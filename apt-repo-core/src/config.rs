//! Publish configuration and the layered lookup that resolves it per artifact.
//!
//! Two [`ConfigDocument`]s take part in every lookup: the project config
//! shipped as a release asset, and the operator's global config. Keys are
//! artifact file names, plus the wildcard [`WILDCARD`]. The first matching
//! entry in [`LOOKUP_ORDER`] wins as a whole; fields are never merged.

use std::collections::{BTreeMap, BTreeSet};
use std::path::Path;

use serde::{Deserialize, Serialize};
use tracing::{debug, warn};

use crate::error::ConfigError;

/// Reserved key matching any artifact not listed by name.
pub const WILDCARD: &str = "*";

/// Where and how one artifact is published.
#[derive(Debug, Clone, Default, PartialEq, Eq, Serialize, Deserialize)]
pub struct PublishOptions {
    /// Distributions to publish into. Empty means the artifact is excluded.
    #[serde(default)]
    pub targets: BTreeSet<String>,
    /// Placement label within each target; `None` uses the default.
    #[serde(default)]
    pub pool: Option<String>,
}

impl PublishOptions {
    pub fn new<I, S>(targets: I, pool: Option<&str>) -> Self
    where
        I: IntoIterator<Item = S>,
        S: Into<String>,
    {
        Self {
            targets: targets.into_iter().map(Into::into).collect(),
            pool: pool.map(str::to_owned),
        }
    }

    /// An explicitly empty target list.
    pub fn excluded() -> Self {
        Self::default()
    }
}

/// Mapping from match key to publish options.
#[derive(Debug, Clone, Default, PartialEq, Eq, Serialize, Deserialize)]
#[serde(transparent)]
pub struct ConfigDocument {
    entries: BTreeMap<String, PublishOptions>,
}

/// The config format written by the first releases of apt-repo: one list
/// of distributions applied to every package.
#[derive(Debug, Deserialize)]
#[serde(deny_unknown_fields)]
struct LegacyConfig {
    #[serde(rename = "Releases")]
    releases: Vec<String>,
}

#[derive(Debug, Deserialize)]
#[serde(untagged)]
enum ConfigCompat {
    Legacy(LegacyConfig),
    Current(ConfigDocument),
}

impl ConfigDocument {
    pub fn new() -> Self {
        Self::default()
    }

    /// Builder-style insert, mostly useful in tests and for the bootstrap example.
    pub fn with(mut self, key: impl Into<String>, options: PublishOptions) -> Self {
        self.entries.insert(key.into(), options);
        self
    }

    pub fn get(&self, key: &str) -> Option<&PublishOptions> {
        self.entries.get(key)
    }

    pub fn is_empty(&self) -> bool {
        self.entries.is_empty()
    }

    pub fn len(&self) -> usize {
        self.entries.len()
    }

    /// The document written when no global config exists yet.
    pub fn example() -> Self {
        Self::new().with(WILDCARD, PublishOptions::new(["stable"], None))
    }

    /// Parse a document, accepting the legacy `{"Releases": [...]}` form.
    pub fn from_json(text: &str) -> Result<Self, serde_json::Error> {
        match serde_json::from_str::<ConfigCompat>(text) {
            Ok(ConfigCompat::Current(doc)) => Ok(doc),
            Ok(ConfigCompat::Legacy(legacy)) => Ok(Self::new().with(
                WILDCARD,
                PublishOptions::new(legacy.releases, None),
            )),
            // Re-parse strictly so the error points at the real problem
            // instead of serde's untagged "did not match any variant".
            Err(_) => serde_json::from_str::<ConfigDocument>(text),
        }
    }

    /// Parse a project config fetched from a release. Anything unreadable
    /// degrades to an empty document so the global config applies.
    pub fn parse_project(project: &str, text: &str) -> Self {
        match Self::from_json(text) {
            Ok(doc) => {
                debug!(project, entries = doc.len(), "Parsed project config");
                doc
            }
            Err(e) => {
                warn!(project, error = %e, "Malformed project config, falling back to global config");
                Self::new()
            }
        }
    }

    /// Read a document from disk. `Ok(None)` means the file is missing or blank.
    pub fn read(path: &Path) -> Result<Option<Self>, ConfigError> {
        let text = match std::fs::read_to_string(path) {
            Ok(text) => text,
            Err(e) if e.kind() == std::io::ErrorKind::NotFound => return Ok(None),
            Err(source) => {
                return Err(ConfigError::Io {
                    path: path.to_path_buf(),
                    source,
                })
            }
        };
        if text.trim().is_empty() {
            return Ok(None);
        }
        Self::from_json(&text)
            .map(Some)
            .map_err(|source| ConfigError::Parse {
                path: path.to_path_buf(),
                source,
            })
    }

    /// Write the document as pretty JSON.
    pub fn write(&self, path: &Path) -> Result<(), ConfigError> {
        let io = |source| ConfigError::Io {
            path: path.to_path_buf(),
            source,
        };
        let json = serde_json::to_string_pretty(self).map_err(|source| ConfigError::Parse {
            path: path.to_path_buf(),
            source,
        })?;
        if let Some(dir) = path.parent().filter(|d| !d.as_os_str().is_empty()) {
            std::fs::create_dir_all(dir).map_err(io)?;
        }
        std::fs::write(path, json + "\n").map_err(io)
    }
}

/// Which document a lookup step reads.
#[derive(Debug, Clone, Copy, PartialEq, Eq)]
pub enum ConfigSource {
    Project,
    Global,
}

/// Which key a lookup step tries.
#[derive(Debug, Clone, Copy, PartialEq, Eq)]
pub enum MatchKey {
    Exact,
    Wildcard,
}

/// Lookup steps in priority order.
pub const LOOKUP_ORDER: [(ConfigSource, MatchKey); 4] = [
    (ConfigSource::Project, MatchKey::Exact),
    (ConfigSource::Global, MatchKey::Exact),
    (ConfigSource::Project, MatchKey::Wildcard),
    (ConfigSource::Global, MatchKey::Wildcard),
];

/// Outcome of a layered lookup.
#[derive(Debug, Clone, PartialEq, Eq)]
pub enum Resolution {
    Found {
        source: ConfigSource,
        key: MatchKey,
        options: PublishOptions,
    },
    NotFound,
}

impl Resolution {
    /// The resolved options; a miss yields empty options.
    pub fn into_options(self) -> PublishOptions {
        match self {
            Resolution::Found { options, .. } => options,
            Resolution::NotFound => PublishOptions::default(),
        }
    }
}

/// Walk [`LOOKUP_ORDER`] and return the first entry present.
pub fn lookup(artifact: &str, project: &ConfigDocument, global: &ConfigDocument) -> Resolution {
    for (source, key) in LOOKUP_ORDER {
        let doc = match source {
            ConfigSource::Project => project,
            ConfigSource::Global => global,
        };
        let name = match key {
            MatchKey::Exact => artifact,
            MatchKey::Wildcard => WILDCARD,
        };
        if let Some(options) = doc.get(name) {
            return Resolution::Found {
                source,
                key,
                options: options.clone(),
            };
        }
    }
    Resolution::NotFound
}

/// Resolve the publish options for `artifact`.
pub fn resolve(artifact: &str, project: &ConfigDocument, global: &ConfigDocument) -> PublishOptions {
    lookup(artifact, project, global).into_options()
}

/// True when the options publish nowhere. An explicit empty list and a
/// lookup miss are treated the same.
pub fn is_excluded(options: &PublishOptions) -> bool {
    options.targets.is_empty()
}

#[cfg(test)]
mod tests {
    use super::*;

    fn global_wildcard() -> ConfigDocument {
        ConfigDocument::new().with(WILDCARD, PublishOptions::new(["stable"], None))
    }

    #[test]
    fn project_exact_match_beats_global_wildcard() {
        let project =
            ConfigDocument::new().with("foo.deb", PublishOptions::new(["testing"], Some("main")));
        let resolved = resolve("foo.deb", &project, &global_wildcard());
        assert_eq!(resolved, PublishOptions::new(["testing"], Some("main")));
    }

    #[test]
    fn global_exact_match_beats_project_wildcard() {
        let project = ConfigDocument::new().with(WILDCARD, PublishOptions::new(["nightly"], None));
        let global = global_wildcard().with("foo.deb", PublishOptions::new(["lts"], None));
        let resolution = lookup("foo.deb", &project, &global);
        assert_eq!(
            resolution,
            Resolution::Found {
                source: ConfigSource::Global,
                key: MatchKey::Exact,
                options: PublishOptions::new(["lts"], None),
            }
        );
    }

    #[test]
    fn project_wildcard_beats_global_wildcard() {
        let project = ConfigDocument::new().with(WILDCARD, PublishOptions::new(["nightly"], None));
        let resolved = resolve("bar.deb", &project, &global_wildcard());
        assert_eq!(resolved.targets.into_iter().collect::<Vec<_>>(), ["nightly"]);
    }

    #[test]
    fn falls_back_to_global_wildcard() {
        let resolution = lookup("bar.deb", &ConfigDocument::new(), &global_wildcard());
        assert!(matches!(
            resolution,
            Resolution::Found {
                source: ConfigSource::Global,
                key: MatchKey::Wildcard,
                ..
            }
        ));
    }

    #[test]
    fn fields_are_not_merged_across_documents() {
        let project = ConfigDocument::new().with("foo.deb", PublishOptions::new(["testing"], None));
        let global =
            ConfigDocument::new().with("foo.deb", PublishOptions::new(["stable"], Some("contrib")));
        let resolved = resolve("foo.deb", &project, &global);
        assert_eq!(resolved.pool, None);
    }

    #[test]
    fn explicit_empty_targets_stop_the_lookup() {
        let project = ConfigDocument::new().with("foo.deb", PublishOptions::excluded());
        let resolved = resolve("foo.deb", &project, &global_wildcard());
        assert!(is_excluded(&resolved));
    }

    #[test]
    fn no_match_anywhere_is_excluded() {
        let resolution = lookup("foo.deb", &ConfigDocument::new(), &ConfigDocument::new());
        assert_eq!(resolution, Resolution::NotFound);
        assert!(is_excluded(&resolution.into_options()));
    }

    #[test]
    fn parses_missing_fields_as_defaults() {
        let doc = ConfigDocument::from_json(r#"{"foo.deb": {}, "*": {"targets": ["a", "b"]}}"#)
            .unwrap();
        assert!(is_excluded(doc.get("foo.deb").unwrap()));
        assert_eq!(doc.get(WILDCARD).unwrap().targets.len(), 2);
        assert_eq!(doc.get(WILDCARD).unwrap().pool, None);
    }

    #[test]
    fn parses_legacy_releases_list_as_wildcard() {
        let doc = ConfigDocument::from_json(r#"{"Releases": ["stable", "testing"]}"#).unwrap();
        assert_eq!(
            doc.get(WILDCARD),
            Some(&PublishOptions::new(["stable", "testing"], None))
        );
        assert_eq!(doc.len(), 1);
    }

    #[test]
    fn malformed_project_config_becomes_empty() {
        let doc = ConfigDocument::parse_project("widget", "{ not json");
        assert!(doc.is_empty());
        let doc = ConfigDocument::parse_project("widget", r#"{"foo.deb": {"targets": 3}}"#);
        assert!(doc.is_empty());
    }

    #[test]
    fn read_missing_or_blank_file_is_none() {
        let dir = tempfile::tempdir().unwrap();
        let path = dir.path().join("conf.json");
        assert!(ConfigDocument::read(&path).unwrap().is_none());
        std::fs::write(&path, "  \n").unwrap();
        assert!(ConfigDocument::read(&path).unwrap().is_none());
    }

    #[test]
    fn example_survives_write_and_read() {
        let dir = tempfile::tempdir().unwrap();
        let path = dir.path().join("nested").join(".apt-repo.json");
        ConfigDocument::example().write(&path).unwrap();
        let text = std::fs::read_to_string(&path).unwrap();
        assert!(text.contains("\"*\""));
        assert_eq!(
            ConfigDocument::read(&path).unwrap(),
            Some(ConfigDocument::example())
        );
    }

    #[test]
    fn read_rejects_malformed_global_config() {
        let dir = tempfile::tempdir().unwrap();
        let path = dir.path().join("conf.json");
        std::fs::write(&path, "[1, 2]").unwrap();
        assert!(matches!(
            ConfigDocument::read(&path),
            Err(ConfigError::Parse { .. })
        ));
    }
}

•••••

EXERCISE ▸
A line qualifies when it holds the word "const"; report all qualifying lines from the records above.

OUTPUT FOR THIS EXERCISE ▸
pub const WILDCARD: &str = "*";
pub const LOOKUP_ORDER: [(ConfigSource, MatchKey); 4] = [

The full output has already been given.